3.4 綜合因素及對策 (1)低血糖、低血壓:本組患者中有24例發生低血糖,其中6例發生在術中,18例發生在術后,患者主要表現為大汗淋漓,面色蒼白,診療結束神志已清醒者有心悸、頭暈,乏力、站立不穩等表現,檢測末梢血糖均低于正常值,可能與患者診療前禁食時間長有關,尤其是腸道準備后行胃鏡、腸鏡檢查的患者最易發生,立即靜脈滴注50%、10%葡萄糖注射液糾正低血糖,低血壓主要發生在檢查結束后患者坐位休息時發生,立即予以臥床及膠體溶液補充血容量糾正低血壓;(2)清醒延遲、窒息:診療結束后應密切觀察直至患者清醒,本組清醒延遲12例,其中6例為嚴重缺氧(4例為老年體弱患者,1例為青壯年因呼吸抑制未及時發現,1例發生痰窒息),1例因嚴重缺氧轉重癥醫學科,4例為嚴重肝功能損害,2例并發低血糖,且診療時間長,用藥過多造成藥物的蓄積,延緩患者的清醒時間;(3)心血管事件:本組病例心率過速18例,心率減慢9例,心律失常6例,血壓下降9例,主要與患者基礎疾病、治療內鏡刺激、操作時間長及過量注氣有關,如遇嚴重心律失常應及時請心內科醫生協助治療;(4)下頜關節脫位4例,主要是麻醉后下頜關節松弛,將兩下頜下壓、后推即可復位。

麻醉胃鏡可能隨著診療病例數的增加,許多不可預知的風險逐一暴露出來,需在今后的臨床工作中不斷總結,本院病例中出現的危險因素主要與護理人員、麻醉醫師的臨床經驗、工作態度、胃鏡操作醫生技能的熟練程度有著很大的關系。
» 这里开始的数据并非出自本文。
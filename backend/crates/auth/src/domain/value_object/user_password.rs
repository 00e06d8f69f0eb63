//! User Password Value Object
//!
//! Domain value object for user passwords. Delegates to
//! `platform::password` for the cryptographic operations.
//!
//! Plaintext never leaves [`RawPassword`]; the only operations on it are
//! hashing and verification.

use kernel::error::app_error::{AppError, AppResult};
use platform::password::{ClearTextPassword, HashedPassword, PasswordHashError};
use std::fmt;

/// Raw password from user input
///
/// Wrapper around `ClearTextPassword` with domain-specific error handling.
/// Memory is automatically zeroized when dropped.
pub struct RawPassword(ClearTextPassword);

impl RawPassword {
    /// Create a new raw password, enforcing the password policy
    ///
    /// Policy checks run before anything is persisted; see
    /// `platform::password` for the exact rules.
    pub fn new(raw: String) -> AppResult<Self> {
        let clear_text =
            ClearTextPassword::new(raw).map_err(|e| AppError::bad_request(e.to_string()))?;

        Ok(Self(clear_text))
    }

    pub(crate) fn inner(&self) -> &ClearTextPassword {
        &self.0
    }
}

impl fmt::Debug for RawPassword {
    fn fmt(&self, f: &mut fmt::Formatter<'_>) -> fmt::Result {
        f.debug_tuple("RawPassword").field(&"[REDACTED]").finish()
    }
}

/// Hashed user password for database storage
///
/// Stores the password in Argon2id PHC string format. Safe to persist.
#[derive(Clone, PartialEq, Eq)]
pub struct UserPassword(HashedPassword);

impl UserPassword {
    /// Create from raw password by hashing
    pub fn from_raw(raw: &RawPassword) -> AppResult<Self> {
        let hashed = raw.inner().hash().map_err(|e| match e {
            PasswordHashError::HashingFailed(msg) => {
                AppError::internal(format!("Password hashing failed: {}", msg))
            }
            PasswordHashError::InvalidHashFormat => {
                AppError::internal("Unexpected error during password hashing")
            }
        })?;

        Ok(Self(hashed))
    }

    /// Create from PHC string (from database)
    pub fn from_phc_string(phc_string: impl Into<String>) -> AppResult<Self> {
        let hashed = HashedPassword::from_phc_string(phc_string)
            .map_err(|_| AppError::internal("Invalid password hash in database"))?;

        Ok(Self(hashed))
    }

    /// Get PHC string for database storage
    pub fn as_phc_string(&self) -> &str {
        self.0.as_phc_string()
    }

    /// Verify a raw password against this hash
    ///
    /// Constant-time; any failure reads as a mismatch.
    pub fn verify(&self, raw: &RawPassword) -> bool {
        self.0.verify(raw.inner())
    }
}

impl fmt::Debug for UserPassword {
    fn fmt(&self, f: &mut fmt::Formatter<'_>) -> fmt::Result {
        f.debug_struct("UserPassword")
            .field("hash", &"[HASH]")
            .finish()
    }
}

#[cfg(test)]
mod tests {
    use super::*;

    #[test]
    fn test_raw_password_policy() {
        assert!(RawPassword::new("ValidPass123!".to_string()).is_ok());
        assert!(RawPassword::new("short".to_string()).is_err());
        assert!(RawPassword::new("".to_string()).is_err());
    }

    #[test]
    fn test_hash_and_verify() {
        let raw = RawPassword::new("TestPassword123!".to_string()).unwrap();
        let hashed = UserPassword::from_raw(&raw).unwrap();

        assert!(hashed.verify(&raw));

        let wrong = RawPassword::new("WrongPassword123!".to_string()).unwrap();
        assert!(!hashed.verify(&wrong));
    }

    #[test]
    fn test_phc_string_roundtrip() {
        let raw = RawPassword::new("TestPassword123!".to_string()).unwrap();
        let hashed = UserPassword::from_raw(&raw).unwrap();

        let phc = hashed.as_phc_string().to_string();
        let restored = UserPassword::from_phc_string(phc).unwrap();

        assert!(restored.verify(&raw));
    }

    #[test]
    fn test_invalid_phc_string() {
        assert!(UserPassword::from_phc_string("not_a_hash").is_err());
    }

    #[test]
    fn test_debug_redaction() {
        let raw = RawPassword::new("SecretPassword123!".to_string()).unwrap();
        let debug = format!("{:?}", raw);
        assert!(debug.contains("REDACTED"));
        assert!(!debug.contains("Secret"));

        let hashed = UserPassword::from_raw(&raw).unwrap();
        let debug = format!("{:?}", hashed);
        assert!(debug.contains("HASH"));
    }
}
在保證診療質量的前提下應采取操作最少、時間最短的原則順利完成診療,尤其是特殊患者,如明確困難氣道的患者,即張口障礙、頸頜活動受限、強直性脊柱炎、顳頜關節炎、嚴重的神經系統疾病者(腦卒中、偏癱、驚厥、癲癇等),有藥物濫用史、年齡過大或過小、病態肥胖、嚴重的肝病更應特別注意。因此,全面護理配合、完善的術前準備、嚴格的麻醉管理、胃鏡操作者技巧、認真的工作態度是順利完成麻醉胃鏡有力保障,認真落實每一操作環節,不僅能減少或避免醫療差錯、糾紛及醫療事故的發生,還有利于減少患者的麻醉藥物用量,縮短麻醉時間,更重要的是可以降低麻醉胃鏡診療風險。